In Canadian Council for Refugees v Canada (Citizenship and Immigration), 2023 SCC 17, the Supreme Court of Canada (SCC) unanimously1 confirmed that the designation of the United States as a safe third country  for the purpose of refugee claims does not violate section 7 of the Charter of Rights and Freedoms while remitting the claimants’ undecided section 15 challenge to the Federal Court. The SCC also provides helpful clarification on how courts should conduct the section 7 analysis and on the proper appellate review of constitutional claims not decided at first instance.

I. Background

The United States and Canada share a bilateral treaty – the Safe Third Country Agreement (STCA). Under the STCA, refugee claimants are required to seek refugee protection in whichever of the United States or Canada they first enter after departing their country of origin. This treaty is designed to allow both countries to share the responsibility of refugee claims.
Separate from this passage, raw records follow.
use std::collections::HashMap;
use std::fmt;

use crate::cli::core::CommandResult;
use crate::cli::shell_context::ShellContext;

pub type CommandHandler = fn(&mut ShellContext, &[&str]) -> CommandResult;

/// Topic a command is listed under in `help`.
#[derive(Debug, Clone, Copy, PartialEq, Eq, Hash)]
pub enum CommandGroup {
    Budget,
    Debts,
    Logs,
    Calendar,
    Wallet,
    System,
}

impl CommandGroup {
    pub fn label(&self) -> &'static str {
        match self {
            CommandGroup::Budget => "Budget",
            CommandGroup::Debts => "Debts",
            CommandGroup::Logs => "Fuel & expenses",
            CommandGroup::Calendar => "Calendar",
            CommandGroup::Wallet => "Wallet",
            CommandGroup::System => "System",
        }
    }
}

impl fmt::Display for CommandGroup {
    fn fmt(&self, f: &mut fmt::Formatter<'_>) -> fmt::Result {
        f.write_str(self.label())
    }
}

pub struct CommandEntry {
    pub name: &'static str,
    pub description: &'static str,
    pub usage: &'static str,
    pub handler: CommandHandler,
}

impl CommandEntry {
    pub const fn new(
        name: &'static str,
        description: &'static str,
        usage: &'static str,
        handler: CommandHandler,
    ) -> Self {
        Self {
            name,
            description,
            usage,
            handler,
        }
    }
}

/// Shell commands in registration order, each filed under one group.
/// Lookups ignore case.
#[derive(Default)]
pub struct CommandRegistry {
    entries: Vec<(CommandGroup, CommandEntry)>,
    by_name: HashMap<&'static str, usize>,
}

impl CommandRegistry {
    pub fn new() -> Self {
        Self::default()
    }

    /// Adds `entries` under `group`. A name registered twice keeps its first entry.
    pub fn register_group(
        &mut self,
        group: CommandGroup,
        entries: impl IntoIterator<Item = CommandEntry>,
    ) {
        for entry in entries {
            if self.by_name.contains_key(entry.name) {
                continue;
            }
            self.by_name.insert(entry.name, self.entries.len());
            self.entries.push((group, entry));
        }
    }

    pub fn get(&self, name: &str) -> Option<&CommandEntry> {
        let name = name.trim().to_ascii_lowercase();
        self.by_name
            .get(name.as_str())
            .map(|&idx| &self.entries[idx].1)
    }

    pub fn handler(&self, name: &str) -> Option<CommandHandler> {
        self.get(name).map(|entry| entry.handler)
    }

    pub fn names(&self) -> impl Iterator<Item = &'static str> + '_ {
        self.entries.iter().map(|(_, entry)| entry.name)
    }

    /// Groups in first-registered order, each with its commands.
    pub fn grouped(&self) -> Vec<(CommandGroup, Vec<&CommandEntry>)> {
        let mut groups: Vec<(CommandGroup, Vec<&CommandEntry>)> = Vec::new();
        for (group, entry) in &self.entries {
            match groups.iter_mut().find(|(existing, _)| *existing == *group) {
                Some((_, members)) => members.push(entry),
                None => groups.push((*group, vec![entry])),
            }
        }
        groups
    }
}

#[cfg(test)]
mod tests {
    use super::*;

    fn noop(_context: &mut ShellContext, _args: &[&str]) -> CommandResult {
        Ok(())
    }

    fn registry() -> CommandRegistry {
        let mut registry = CommandRegistry::new();
        registry.register_group(
            CommandGroup::Debts,
            [
                CommandEntry::new("pay", "Pay", "pay", noop),
                CommandEntry::new("withdraw", "Withdraw", "withdraw", noop),
            ],
        );
        registry.register_group(
            CommandGroup::System,
            [
                CommandEntry::new("exit", "Exit", "exit", noop),
                CommandEntry::new("pay", "Shadowed", "pay", noop),
            ],
        );
        registry
    }

    #[test]
    fn first_registration_of_a_name_wins() {
        let registry = registry();
        assert_eq!(registry.names().collect::<Vec<_>>(), ["pay", "withdraw", "exit"]);
        assert_eq!(registry.get("pay").map(|entry| entry.description), Some("Pay"));
    }

    #[test]
    fn lookups_ignore_case() {
        let registry = registry();
        assert!(registry.get(" EXIT ").is_some());
        assert!(registry.handler("Withdraw").is_some());
        assert!(registry.get("summary").is_none());
    }

    #[test]
    fn grouped_keeps_registration_order() {
        let registry = registry();
        let grouped = registry.grouped();
        assert_eq!(grouped.len(), 2);
        assert_eq!(grouped[0].0, CommandGroup::Debts);
        assert_eq!(grouped[0].1.len(), 2);
        assert_eq!(grouped[1].1[0].name, "exit");
    }
}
The STCA is implemented through section 101(1)(e) of the Immigration and Refugee Protection Act (IRPA) and section 159.3 of the Immigration and Refugee Protection Regulations (Regulations). Section 101(e) of the IRPA states that refugee claims are ineligible for consideration if the claimant arrived from a country designated by the Regulations as a safe country. Section 159.3 of the Regulations designates the United States as a safe country. Accordingly, refugee claimants arriving from the United States are unable to have their claims considered in Canada unless they fall into one of the statutory exceptions. 

The claimants in this case each sought refugee protection due to a fear of persecution in their home countries. Each had first landed in the United States but ultimately sought protection in Canada due to procedural barriers to the asylum process in the United States or concerns about perceived American public hatred towards Muslims following the “Muslim ban”. Because the claimants arrived from the United Sates (a safe third country) they were not eligible to claim refugee status in Canada.

The claimants each sought judicial review of their ineligibility decisions in which they asserted three constitutional challenges. First, they claimed that the Regulations are ultra vires (i.e., beyond) the authority granted by the IRPA as the United States no longer meets the required factors of a safe third country. Second, they argued that the legislative scheme violates section 7 of the Charter due to the risk of detention and refoulement upon being returned to the United States. Finally, they argued that the scheme violates section 15 of the Charter because women are adversely affected by a return to the United States due to its disproportionate denial of refugee claims for women facing gender-based persecution and sexual violence.

II. Courts Below

A. Federal Court

The Federal Court rejected the ultra vires argument because the assessment of whether the Regulations (which deemed the United States a safe third country) are within the authority of the IRPA is to be based on the facts at the time of the designation, not at the time of a challenge. The Federal Court held that the scheme violates section 7 of the Charter as the United States’ designation threatens liberty and security of the person given the risks of refoulement and the conditions of detention faced by claimants who are returned to the United States. The violation was found not to be justified under section 1. Given the Federal Court’s conclusion on the section 7 claim, it did not rule on the section 15 claim.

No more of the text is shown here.